11 Jul Fixing a Keyed Car
The car shimmers in the parking lot as you walk up, metal reflecting the sun, hubcaps gleaming, the paint smooth and gorgeous. But when you walk around to the driver’s side to get in, you see something new: a deep, nasty scratch. Someone has keyed your car.
A “keyed” scratch – most often made when someone digs a key into the paint and drags it across the surface – is an ugly thing, different from most parking lot scratches. It’s deeper, penetrating the car’s clear coat and color, sometimes reaching all the way down through the primer.
What can you do, outside of paying the cost – it can go as high as $1,500 – to fix the scratches at a body shop?
Different Degrees of Car Scratches
To know what you’ll have to do to repair a scratch, you have to identify its depth and the extent of its damage. There are actually five classifications:
- Level 1A: A minor clear-coat scratch or scuff. These don’t even penetrate the clear coat; in fact, they can be hard to see.

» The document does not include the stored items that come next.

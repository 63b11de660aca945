//! Tool configuration
//!
//! Layered configuration: defaults → config file → environment variables

use std::path::{Path, PathBuf};

use directories::ProjectDirs;
use figment::{
    Figment,
    providers::{Env, Format, Serialized, Toml},
};
use serde::{Deserialize, Serialize};

use crate::error::{ConfigError, Error, Result};
use crate::settings::{CommentStyle, DEFAULT_COLUMN_WIDTH, FileCodec, SettingsStore, VectorFormat};

/// Prefix for environment overrides (`TYPED_SETTINGS_COLUMN_WIDTH`, ...)
pub const ENV_PREFIX: &str = "TYPED_SETTINGS_";

/// Application configuration
#[derive(Debug, Clone, PartialEq, Serialize, Deserialize)]
#[serde(default)]
pub struct Config {
    /// Which lines of a settings file are comments
    pub comment_style: CommentStyle,

    /// How vector setters join elements
    pub vector_format: VectorFormat,

    /// Width of the name column when saving
    pub column_width: usize,

    /// Keep committed types of settings overwritten by a load
    pub keep_cached_on_load: bool,

    /// Enable debug logging
    pub debug: bool,

    /// Log file path (if set, logs to file instead of stderr)
    pub log_file: Option<PathBuf>,
}

impl Default for Config {
    fn default() -> Self {
        Self {
            comment_style: CommentStyle::default(),
            vector_format: VectorFormat::default(),
            column_width: DEFAULT_COLUMN_WIDTH,
            keep_cached_on_load: false,
            debug: false,
            log_file: None,
        }
    }
}

impl Config {
    /// Load configuration from the default config file and the environment
    pub fn load() -> Result<Self> {
        Self::load_from(&Self::config_file_path()?)
    }

    /// Load configuration from `path` (if it exists) and the environment
    pub fn load_from(path: &Path) -> Result<Self> {
        let config: Config = Figment::new()
            .merge(Serialized::defaults(Config::default()))
            .merge(Toml::file(path))
            .merge(Env::prefixed(ENV_PREFIX))
            .extract()
            .map_err(|e| ConfigError::LoadFailed(e.to_string()))?;

        Ok(config)
    }

    /// Get the configuration file path
    pub fn config_file_path() -> Result<PathBuf> {
        let dirs = Self::project_dirs()?;
        Ok(dirs.config_dir().join("config.toml"))
    }

    /// Save current configuration to the default config file
    pub fn save(&self) -> Result<()> {
        self.save_to(&Self::config_file_path()?)
    }

    /// Save current configuration to `path`
    pub fn save_to(&self, path: &Path) -> Result<()> {
        if let Some(parent) = path.parent() {
            std::fs::create_dir_all(parent).map_err(|_e| {
                Error::Config(ConfigError::DirectoryCreationFailed(parent.to_path_buf()))
            })?;
        }

        let toml = toml::to_string_pretty(self)
            .map_err(|e| ConfigError::SaveFailed(e.to_string()))?;

        std::fs::write(path, toml).map_err(|e| ConfigError::SaveFailed(e.to_string()))?;

        Ok(())
    }

    /// File codec configured by this config
    pub fn codec(&self) -> FileCodec {
        FileCodec::new()
            .with_comment_style(self.comment_style)
            .with_column_width(self.column_width)
            .with_keep_cached_on_load(self.keep_cached_on_load)
    }

    /// Empty store configured by this config
    pub fn store(&self) -> SettingsStore {
        SettingsStore::new().with_vector_format(self.vector_format)
    }

    fn project_dirs() -> Result<ProjectDirs> {
        ProjectDirs::from("com", "typed-settings", "typed-settings").ok_or_else(|| {
            Error::Config(ConfigError::LoadFailed(
                "Could not determine home directory".to_string(),
            ))
        })
    }
}

#[cfg(test)]
mod tests {
    use super::*;
    use tempfile::TempDir;

    #[test]
    fn test_default_config() {
        let config = Config::default();
        assert_eq!(config.comment_style, CommentStyle::LineStart);
        assert_eq!(config.vector_format, VectorFormat::Spaced);
        assert_eq!(config.column_width, 25);
        assert!(!config.keep_cached_on_load);
    }

    #[test]
    fn test_config_serialization() {
        let config = Config::default();
        let toml = toml::to_string_pretty(&config).unwrap();
        assert!(toml.contains("comment_style = \"line_start\""));
        assert!(toml.contains("vector_format = \"spaced\""));
    }

    #[test]
    fn test_load_from_file_layers_over_defaults() {
        let temp_dir = TempDir::new().unwrap();
        let path = temp_dir.path().join("config.toml");
        std::fs::write(
            &path,
            "comment_style = \"anywhere\"\nvector_format = \"concatenated\"\n",
        )
        .unwrap();

        let config = Config::load_from(&path).unwrap();
        assert_eq!(config.comment_style, CommentStyle::Anywhere);
        assert_eq!(config.vector_format, VectorFormat::Concatenated);
        assert_eq!(config.column_width, 25);

        let codec = config.codec();
        assert_eq!(codec.comment_style, CommentStyle::Anywhere);
        assert_eq!(config.store().vector_format(), VectorFormat::Concatenated);
    }

    #[test]
    fn test_save_load_roundtrip() {
        let temp_dir = TempDir::new().unwrap();
        let path = temp_dir.path().join("nested").join("config.toml");

        let config = Config {
            column_width: 12,
            keep_cached_on_load: true,
            ..Config::default()
        };
        config.save_to(&path).unwrap();

        let loaded = Config::load_from(&path).unwrap();
        assert_eq!(loaded.column_width, 12);
        assert!(loaded.keep_cached_on_load);
    }
}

- Level 1B: A deeper clear-coat scratch. These can be caused by such things as small road debris, automatic car washes or dirty/textured wash/wax applicators. They have penetrated the clear coat but not all of the paint.
- Level 2: A clear-coat and paint scratch: The scratch is deeper than the above two, but it’s still the same color as the rest of your car, so it didn’t reach the primer layer.
- Level 3: A clear-coat, paint and primer scratch: The scratch is a different color than the rest of your car, meaning it’s gone into the primer layer.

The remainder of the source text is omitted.